Three deployment paths

Path

Best for

GPU required

Setup effort

Vi SDK (local)

Prototyping, testing, small-scale use

Yes (local GPU)

Low

NVIDIA NIM containers

Production workloads, team access, scaling

Yes (server GPU)

Medium

Self-hosted (vLLM, TGI)

Full control, custom infrastructure

Yes (server GPU)

High

Vi SDK (local inference)

The Vi SDK downloads your model weights and runs inference on your local machine. You write a few lines of Python, pass in an image and a prompt, and get results back. This is the fastest way to test a trained model.
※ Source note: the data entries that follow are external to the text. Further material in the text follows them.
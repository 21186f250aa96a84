//! Saving bundled resources for the user
//!
//! The `cv` command copies the bundled PDF into the user's download
//! directory. Existing files are never overwritten; a ` (n)` suffix is added
//! to the stem instead, the way browsers name repeated downloads.

use std::fs;
use std::path::{Path, PathBuf};
use tracing::{debug, info, warn};

use crate::config::CvConfig;
use crate::error::{Error, Result};

/// Directory downloads go to when none is configured
///
/// Falls back from the platform download directory to the home directory
/// and then the current directory.
pub fn default_download_dir() -> Result<PathBuf> {
    if let Some(dir) = dirs::download_dir() {
        return Ok(dir);
    }
    if let Some(home) = dirs::home_dir() {
        debug!("No download directory, using home {}", home.display());
        return Ok(home);
    }
    std::env::current_dir().map_err(|_| Error::NoDownloadDirectory)
}

/// First path in `dir` named `file_name` that does not exist yet
pub fn unique_destination(dir: &Path, file_name: &str) -> PathBuf {
    let candidate = dir.join(file_name);
    if !candidate.exists() {
        return candidate;
    }

    let name = Path::new(file_name);
    let stem = name
        .file_stem()
        .map(|s| s.to_string_lossy().into_owned())
        .unwrap_or_else(|| file_name.to_string());
    let extension = name.extension().map(|e| e.to_string_lossy().into_owned());

    let mut n = 1u32;
    loop {
        let numbered = match &extension {
            Some(ext) => format!("{} ({}).{}", stem, n, ext),
            None => format!("{} ({})", stem, n),
        };
        let candidate = dir.join(numbered);
        if !candidate.exists() {
            return candidate;
        }
        n += 1;
    }
}

/// Copy `source` into `dir` as `file_name` and return where it landed
pub fn save_resource(source: &Path, dir: &Path, file_name: &str) -> Result<PathBuf> {
    if !source.is_file() {
        warn!("Resource missing: {}", source.display());
        return Err(Error::ResourceNotFound {
            path: source.to_path_buf(),
        });
    }

    fs::create_dir_all(dir).map_err(|e| Error::DownloadFailed {
        path: dir.to_path_buf(),
        reason: e.to_string(),
    })?;

    let destination = unique_destination(dir, file_name);
    fs::copy(source, &destination).map_err(|e| Error::DownloadFailed {
        path: destination.clone(),
        reason: e.to_string(),
    })?;

    info!("Saved {} to {}", source.display(), destination.display());
    Ok(destination)
}

/// Save the CV as configured
pub fn save_cv(config: &CvConfig) -> Result<PathBuf> {
    let dir = match &config.destination {
        Some(dir) => dir.clone(),
        None => default_download_dir()?,
    };
    save_resource(&config.source, &dir, &config.download_name)
}
//! Core data models for termfolio
//!
//! Entries of the output log and the records parsed from the hiscore
//! service.

pub mod output_entry;
pub mod stat_record;

// Re-exports for convenience
pub use output_entry::{EntryKind, OutputEntry};
pub use stat_record::{StatRecord, SKILL_NAMES};
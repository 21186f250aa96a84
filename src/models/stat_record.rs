//! Hiscore stat records

use serde::{Deserialize, Serialize};

/// Skills in the order the hiscore service reports them
pub const SKILL_NAMES: [&str; 24] = [
    "Overall",
    "Attack",
    "Defence",
    "Strength",
    "Hitpoints",
    "Ranged",
    "Prayer",
    "Magic",
    "Cooking",
    "Woodcutting",
    "Fletching",
    "Fishing",
    "Firemaking",
    "Crafting",
    "Smithing",
    "Mining",
    "Herblore",
    "Agility",
    "Thieving",
    "Slayer",
    "Farming",
    "Runecraft",
    "Hunter",
    "Construction",
];

/// One skill row of a player's hiscore entry
///
/// The service reports `-1` for rank and experience when a skill is unranked,
/// so every field is signed.
#[derive(Debug, Clone, PartialEq, Eq, Serialize, Deserialize)]
pub struct StatRecord {
    pub name: String,
    pub rank: i64,
    pub level: i64,
    pub experience: i64,
}

impl StatRecord {
    pub fn new(name: impl Into<String>, rank: i64, level: i64, experience: i64) -> Self {
        Self {
            name: name.into(),
            rank,
            level,
            experience,
        }
    }

    /// Whether the service ranked this skill at all
    pub fn is_ranked(&self) -> bool {
        self.rank > 0
    }
}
When to use it: During development, for testing on sample images, or for applications where a single machine handles all requests. Good for prototyping before committing to a production setup.

Limitations: Tied to one machine. No built-in load balancing, scaling, or API endpoint. You manage the GPU yourself.

NVIDIA NIM containers

NIM (NVIDIA Inference Microservice) packages your model into a Docker container with GPU acceleration and an OpenAI-compatible API endpoint. You deploy the container on any server with an NVIDIA GPU and send requests over HTTP.

When to use it: For production applications where multiple users or services need to call the model. NIM handles batching, GPU memory management, and provides a standard API that your backend code can call.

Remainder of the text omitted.